The functional dichotomy of exosomal microRNAs in TNBC: implications for chemoresistance and integrated theranostics
摘要
Triple Negative Breast Cancer (TNBC) is an oncological challenge and notorious for its aggressiveness, chemoresistance and recurrence in patients. Its treatment can be complex and unpredictable due to its varied genomic profile and development of non-responsiveness to many treatment regimens. It also adds to the socio-economic burden. The hunt for new diagnostic and therapeutic angles has led to one of the most important discoveries of the past few decades – exosomal microRNAs. Enclosed within nanoscale vesicles, these non-coding regulatory RNAs are central players in intercellular communication, driving cancer progression and governing the immune system. Tumor-originating exosomes, dubbed as Oncosomes, are unusually large and carry potent, pro-oncogenic oncomiRs.

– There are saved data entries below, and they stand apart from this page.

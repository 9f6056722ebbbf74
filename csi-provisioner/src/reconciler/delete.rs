use libcsi::CsiController;
use tracing::{debug, info, instrument};

use super::{CsiProvisioner, DeleteOutcome, DeletionPolicy};
use crate::error::ReconcileError;
use crate::identity::Identity;
use crate::types::{DeleteRequest, VolumeDescriptor};

impl<C: CsiController> CsiProvisioner<C> {
    /// Whether this process may delete `volume` under the configured policy.
    pub fn owns(&self, volume: &VolumeDescriptor) -> bool {
        let tag = volume.provisioner_identity.as_str();
        match self.options.deletion_policy {
            DeletionPolicy::StrictOwnership => tag == self.identity.as_str(),
            // Unparseable tags are deleted rather than leaked.
            DeletionPolicy::IgnoreIdentity => Identity::provisioner_name_of(tag)
                .is_none_or(|name| name == self.options.provisioner_name),
        }
    }

    #[instrument(skip_all, fields(volume = %volume.name, volume_id = %volume.volume_id))]
    pub(super) async fn reconcile_volume(
        &self,
        volume: &VolumeDescriptor,
    ) -> Result<DeleteOutcome, ReconcileError> {
        if !self.owns(volume) {
            debug!(tag = %volume.provisioner_identity, "volume belongs to another provisioner");
            return Ok(DeleteOutcome::Declined);
        }

        let req = DeleteRequest::for_volume(volume);
        self.until_shutdown(
            volume.name.clone(),
            self.adapter.delete_volume(&req),
            |volume, source| ReconcileError::Delete { volume, source },
        )
        .await?;

        info!("volume deleted");
        Ok(DeleteOutcome::Deleted)
    }
}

These oncogenic exosomal cargo arising from resistant cells can provoke the same effects in sensitive cells through a myriad of mechanisms such as post-transcriptional pathway regulation, DNA repair modification, tumor environment crosstalk, transporter-mediated drug efflux, metabolic reprogramming, and more. Ultimately, exosomal miRNAs can be a double-edged sword as their dysregulation exacerbates the disease, yet their unique properties make them ideal candidates as diagnostic biomarkers and a versatile therapeutic modality. This review specifically provides a unique and in-depth view of the multifaceted involvement of exosomal microRNAs in TNBC chemoresistance while also highlighting recent literature evidence that encompasses their varied and profound potential as tools to overcome this very phenomenon.